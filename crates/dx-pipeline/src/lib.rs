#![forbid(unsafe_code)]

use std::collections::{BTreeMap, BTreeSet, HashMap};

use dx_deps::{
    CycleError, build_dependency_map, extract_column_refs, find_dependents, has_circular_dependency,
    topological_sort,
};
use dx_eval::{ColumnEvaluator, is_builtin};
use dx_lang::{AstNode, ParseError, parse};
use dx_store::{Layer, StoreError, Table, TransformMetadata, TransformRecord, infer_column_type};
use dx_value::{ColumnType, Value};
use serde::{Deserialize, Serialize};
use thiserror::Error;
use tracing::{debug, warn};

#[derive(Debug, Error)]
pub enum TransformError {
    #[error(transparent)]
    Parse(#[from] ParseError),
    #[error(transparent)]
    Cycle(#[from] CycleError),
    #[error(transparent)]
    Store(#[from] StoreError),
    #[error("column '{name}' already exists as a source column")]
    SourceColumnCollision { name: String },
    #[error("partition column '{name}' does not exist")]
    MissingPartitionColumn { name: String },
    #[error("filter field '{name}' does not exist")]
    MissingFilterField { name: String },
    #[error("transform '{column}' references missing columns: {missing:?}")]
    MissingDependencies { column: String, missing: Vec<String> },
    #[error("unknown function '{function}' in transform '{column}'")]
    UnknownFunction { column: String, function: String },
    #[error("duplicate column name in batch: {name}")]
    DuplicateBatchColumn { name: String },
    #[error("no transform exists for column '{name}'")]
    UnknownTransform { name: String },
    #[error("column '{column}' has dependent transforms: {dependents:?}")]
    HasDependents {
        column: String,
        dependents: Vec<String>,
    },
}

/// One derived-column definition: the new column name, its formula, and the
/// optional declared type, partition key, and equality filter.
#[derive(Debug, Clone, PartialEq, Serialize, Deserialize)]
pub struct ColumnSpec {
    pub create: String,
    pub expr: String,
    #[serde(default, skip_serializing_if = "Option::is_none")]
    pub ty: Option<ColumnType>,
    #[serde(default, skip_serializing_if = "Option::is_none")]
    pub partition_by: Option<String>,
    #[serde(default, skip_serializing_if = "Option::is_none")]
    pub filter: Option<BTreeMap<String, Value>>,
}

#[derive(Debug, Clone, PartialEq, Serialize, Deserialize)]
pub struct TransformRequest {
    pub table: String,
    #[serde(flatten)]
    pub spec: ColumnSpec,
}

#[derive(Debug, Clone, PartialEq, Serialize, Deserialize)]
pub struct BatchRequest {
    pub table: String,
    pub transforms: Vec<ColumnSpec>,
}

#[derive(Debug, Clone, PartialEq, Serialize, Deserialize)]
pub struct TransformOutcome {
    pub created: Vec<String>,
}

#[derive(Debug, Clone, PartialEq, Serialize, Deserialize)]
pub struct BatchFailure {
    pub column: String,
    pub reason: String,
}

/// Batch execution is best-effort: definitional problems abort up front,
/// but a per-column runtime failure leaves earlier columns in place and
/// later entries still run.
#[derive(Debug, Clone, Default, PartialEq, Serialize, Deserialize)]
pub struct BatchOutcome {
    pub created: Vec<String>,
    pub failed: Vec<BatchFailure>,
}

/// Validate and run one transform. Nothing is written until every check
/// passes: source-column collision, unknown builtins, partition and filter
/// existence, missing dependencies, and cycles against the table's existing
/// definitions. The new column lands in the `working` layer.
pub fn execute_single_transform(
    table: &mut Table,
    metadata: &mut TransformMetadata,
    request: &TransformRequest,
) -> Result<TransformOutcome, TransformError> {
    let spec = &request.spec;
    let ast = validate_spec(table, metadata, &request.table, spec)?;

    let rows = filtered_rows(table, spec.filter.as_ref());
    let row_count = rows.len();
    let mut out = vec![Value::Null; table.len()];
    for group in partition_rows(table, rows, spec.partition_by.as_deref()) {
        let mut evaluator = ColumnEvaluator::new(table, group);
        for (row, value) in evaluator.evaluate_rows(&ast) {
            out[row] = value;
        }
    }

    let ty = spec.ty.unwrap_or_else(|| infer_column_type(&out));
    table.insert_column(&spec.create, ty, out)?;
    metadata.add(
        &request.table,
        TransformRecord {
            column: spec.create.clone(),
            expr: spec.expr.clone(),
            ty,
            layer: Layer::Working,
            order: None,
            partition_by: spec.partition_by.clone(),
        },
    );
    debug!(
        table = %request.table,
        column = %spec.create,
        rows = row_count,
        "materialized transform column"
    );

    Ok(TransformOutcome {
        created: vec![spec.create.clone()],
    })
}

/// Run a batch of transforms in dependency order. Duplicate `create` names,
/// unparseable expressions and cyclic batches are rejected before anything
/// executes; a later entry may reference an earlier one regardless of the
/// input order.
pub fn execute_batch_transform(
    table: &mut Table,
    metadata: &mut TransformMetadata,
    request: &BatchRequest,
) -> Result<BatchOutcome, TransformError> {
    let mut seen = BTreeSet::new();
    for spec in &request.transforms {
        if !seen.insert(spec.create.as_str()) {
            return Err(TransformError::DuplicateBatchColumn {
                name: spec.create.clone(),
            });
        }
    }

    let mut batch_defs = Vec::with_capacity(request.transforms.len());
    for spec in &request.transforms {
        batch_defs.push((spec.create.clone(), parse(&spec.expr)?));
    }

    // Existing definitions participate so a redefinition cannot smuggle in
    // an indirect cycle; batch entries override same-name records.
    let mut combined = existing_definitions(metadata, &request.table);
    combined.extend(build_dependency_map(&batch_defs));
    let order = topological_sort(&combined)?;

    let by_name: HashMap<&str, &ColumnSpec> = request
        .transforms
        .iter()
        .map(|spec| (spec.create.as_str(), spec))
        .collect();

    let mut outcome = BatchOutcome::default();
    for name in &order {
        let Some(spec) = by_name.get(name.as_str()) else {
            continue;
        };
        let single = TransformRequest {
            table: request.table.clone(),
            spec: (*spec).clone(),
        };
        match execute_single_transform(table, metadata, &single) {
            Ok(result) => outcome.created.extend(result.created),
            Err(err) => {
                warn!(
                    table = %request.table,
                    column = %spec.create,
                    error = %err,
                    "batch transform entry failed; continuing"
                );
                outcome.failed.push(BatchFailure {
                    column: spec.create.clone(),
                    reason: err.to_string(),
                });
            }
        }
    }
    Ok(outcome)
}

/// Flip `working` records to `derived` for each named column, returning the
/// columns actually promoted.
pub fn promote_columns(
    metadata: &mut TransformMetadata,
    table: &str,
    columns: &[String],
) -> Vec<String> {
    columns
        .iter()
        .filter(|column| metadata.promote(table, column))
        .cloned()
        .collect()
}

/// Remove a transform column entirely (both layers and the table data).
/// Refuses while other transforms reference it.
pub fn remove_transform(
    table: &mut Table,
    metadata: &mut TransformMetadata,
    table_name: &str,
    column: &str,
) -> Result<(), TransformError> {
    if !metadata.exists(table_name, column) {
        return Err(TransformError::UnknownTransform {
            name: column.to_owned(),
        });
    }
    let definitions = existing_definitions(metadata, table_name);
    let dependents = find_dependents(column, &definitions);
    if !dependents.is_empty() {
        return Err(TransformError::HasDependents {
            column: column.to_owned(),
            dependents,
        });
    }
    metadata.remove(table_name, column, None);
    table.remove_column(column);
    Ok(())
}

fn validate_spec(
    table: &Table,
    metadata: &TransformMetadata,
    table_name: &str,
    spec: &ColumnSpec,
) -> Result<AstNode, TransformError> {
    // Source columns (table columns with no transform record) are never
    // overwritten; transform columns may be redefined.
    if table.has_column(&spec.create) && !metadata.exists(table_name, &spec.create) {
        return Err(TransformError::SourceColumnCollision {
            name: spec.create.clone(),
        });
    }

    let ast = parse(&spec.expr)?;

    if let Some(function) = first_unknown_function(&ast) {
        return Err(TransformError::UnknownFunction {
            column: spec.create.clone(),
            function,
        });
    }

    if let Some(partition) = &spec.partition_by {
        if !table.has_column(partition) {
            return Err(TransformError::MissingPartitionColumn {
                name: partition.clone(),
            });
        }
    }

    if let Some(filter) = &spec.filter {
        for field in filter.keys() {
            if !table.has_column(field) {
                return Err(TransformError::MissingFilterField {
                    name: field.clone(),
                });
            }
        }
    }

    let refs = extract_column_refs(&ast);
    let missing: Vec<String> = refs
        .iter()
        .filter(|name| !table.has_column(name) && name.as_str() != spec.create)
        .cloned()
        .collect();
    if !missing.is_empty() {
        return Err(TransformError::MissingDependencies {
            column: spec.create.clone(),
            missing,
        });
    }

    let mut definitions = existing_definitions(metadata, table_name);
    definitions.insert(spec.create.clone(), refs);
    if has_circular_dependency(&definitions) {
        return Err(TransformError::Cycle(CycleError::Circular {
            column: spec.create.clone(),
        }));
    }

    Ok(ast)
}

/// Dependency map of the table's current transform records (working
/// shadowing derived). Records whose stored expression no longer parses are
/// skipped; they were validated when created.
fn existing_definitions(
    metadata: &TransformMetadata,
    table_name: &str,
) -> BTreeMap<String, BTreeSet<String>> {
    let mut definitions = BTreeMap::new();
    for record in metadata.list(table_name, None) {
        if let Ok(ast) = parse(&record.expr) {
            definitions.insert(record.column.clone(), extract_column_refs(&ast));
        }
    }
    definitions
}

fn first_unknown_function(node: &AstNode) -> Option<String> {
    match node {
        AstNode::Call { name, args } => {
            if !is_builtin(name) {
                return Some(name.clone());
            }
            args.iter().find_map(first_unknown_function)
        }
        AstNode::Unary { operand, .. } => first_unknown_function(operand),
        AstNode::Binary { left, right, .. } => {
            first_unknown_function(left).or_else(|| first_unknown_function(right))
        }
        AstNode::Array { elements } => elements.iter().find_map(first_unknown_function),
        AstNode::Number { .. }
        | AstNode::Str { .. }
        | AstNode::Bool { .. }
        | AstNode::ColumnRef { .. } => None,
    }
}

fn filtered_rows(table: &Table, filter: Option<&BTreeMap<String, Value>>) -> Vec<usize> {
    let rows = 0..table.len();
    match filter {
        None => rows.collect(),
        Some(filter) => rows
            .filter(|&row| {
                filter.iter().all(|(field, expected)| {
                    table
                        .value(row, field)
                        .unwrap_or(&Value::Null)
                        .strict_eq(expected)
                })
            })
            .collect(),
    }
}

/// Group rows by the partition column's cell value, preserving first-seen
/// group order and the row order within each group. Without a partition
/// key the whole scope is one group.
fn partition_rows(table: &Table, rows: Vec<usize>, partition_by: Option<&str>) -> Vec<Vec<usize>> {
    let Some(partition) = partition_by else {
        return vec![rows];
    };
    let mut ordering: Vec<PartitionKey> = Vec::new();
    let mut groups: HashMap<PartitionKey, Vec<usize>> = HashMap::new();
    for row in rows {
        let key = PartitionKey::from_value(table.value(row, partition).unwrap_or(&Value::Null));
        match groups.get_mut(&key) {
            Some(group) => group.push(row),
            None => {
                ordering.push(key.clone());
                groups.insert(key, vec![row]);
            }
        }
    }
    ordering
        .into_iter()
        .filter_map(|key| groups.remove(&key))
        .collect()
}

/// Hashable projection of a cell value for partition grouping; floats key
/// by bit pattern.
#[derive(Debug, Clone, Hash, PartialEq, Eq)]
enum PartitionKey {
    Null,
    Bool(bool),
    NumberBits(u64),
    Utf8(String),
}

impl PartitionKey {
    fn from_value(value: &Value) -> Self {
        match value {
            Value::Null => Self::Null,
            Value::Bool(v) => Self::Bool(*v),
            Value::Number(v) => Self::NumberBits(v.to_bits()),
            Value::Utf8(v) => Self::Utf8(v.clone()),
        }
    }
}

=== DESCRIPTION OF THE TASK ===
Check every line of the entries above, and copy those that carry the string "AstNode".

=== EXERCISE ANSWER ===
use dx_lang::{AstNode, ParseError, parse};
) -> Result<AstNode, TransformError> {
fn first_unknown_function(node: &AstNode) -> Option<String> {
        AstNode::Call { name, args } => {
        AstNode::Unary { operand, .. } => first_unknown_function(operand),
        AstNode::Binary { left, right, .. } => {
        AstNode::Array { elements } => elements.iter().find_map(first_unknown_function),
        AstNode::Number { .. }
        | AstNode::Str { .. }
        | AstNode::Bool { .. }
        | AstNode::ColumnRef { .. } => None,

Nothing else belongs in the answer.